On Tuesday afternoon, California Highway Patrol officer Dillon Eckerfield was rumbling down Harbor Avenue on his police motorcycle, in San Pedro, Calif., when he witnessed a strange sight: a freight train flying off the end of the tracks.
It didn’t even try to slow down. He watched it smash through the concrete and steel barriers at the track’s dead end, near the Port of Los Angeles. It crashed through a chain-link fence, careened through a parking lot and another gravel lot — barely missing three occupied vehicles — and then finally, after taking out another fence, came to a halt.
Roughly 800 feet ahead was the USNS Mercy, the Navy medical ship providing relief to hospitals overburdened with coronavirus patients — where police now believe the train’s engineer was intentionally headed.
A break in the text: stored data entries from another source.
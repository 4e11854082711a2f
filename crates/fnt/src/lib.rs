#![forbid(unsafe_code)]
//! FrankenNTFS public API facade.
//!
//! Re-exports `fnt-core`, which in turn surfaces the allocator, extent and
//! index types a metadata layer needs.

pub use fnt_core::*;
Eckerfield pulled a U-turn, speeding in the direction of the spectacular train wreck, according to an FBI affidavit describing the incident. As he approached, he could see a man in a bright yellow fluorescent vest jump down from the train’s cab and start running. He was easy to follow. Eckerfield sped into the West Basin Container Terminal, an enormous ship cargo yard, and found the man in the yellow vest walking toward him. Eckerfield drew his weapon and ordered the man onto the ground.
Right away, as Eckerfield placed him under arrest, the suspect spilled out his story.
“You only get this chance once. The whole world is watching,” the suspect, later identified as Eduardo Moreno, told Eckerfield. “I had to. People don’t know what’s going on here. Now they will.”
Moreno, 44, was charged Wednesday in federal court with one count of train wrecking after admitting to intentionally running the train off the tracks in the direction of the Mercy hospital ship, the U.S. attorney’s office in Los Angeles said in a statement. No one was injured in the wreck, which caused a “substantial fuel leak” handled by firefighters, prosecutors said.
Prosecutors say Moreno was “suspicious of the USNS Mercy,” believing officials were lying about its true purpose. He believed “it had an alternate purpose related to covid-19 or a government takeover,” they said.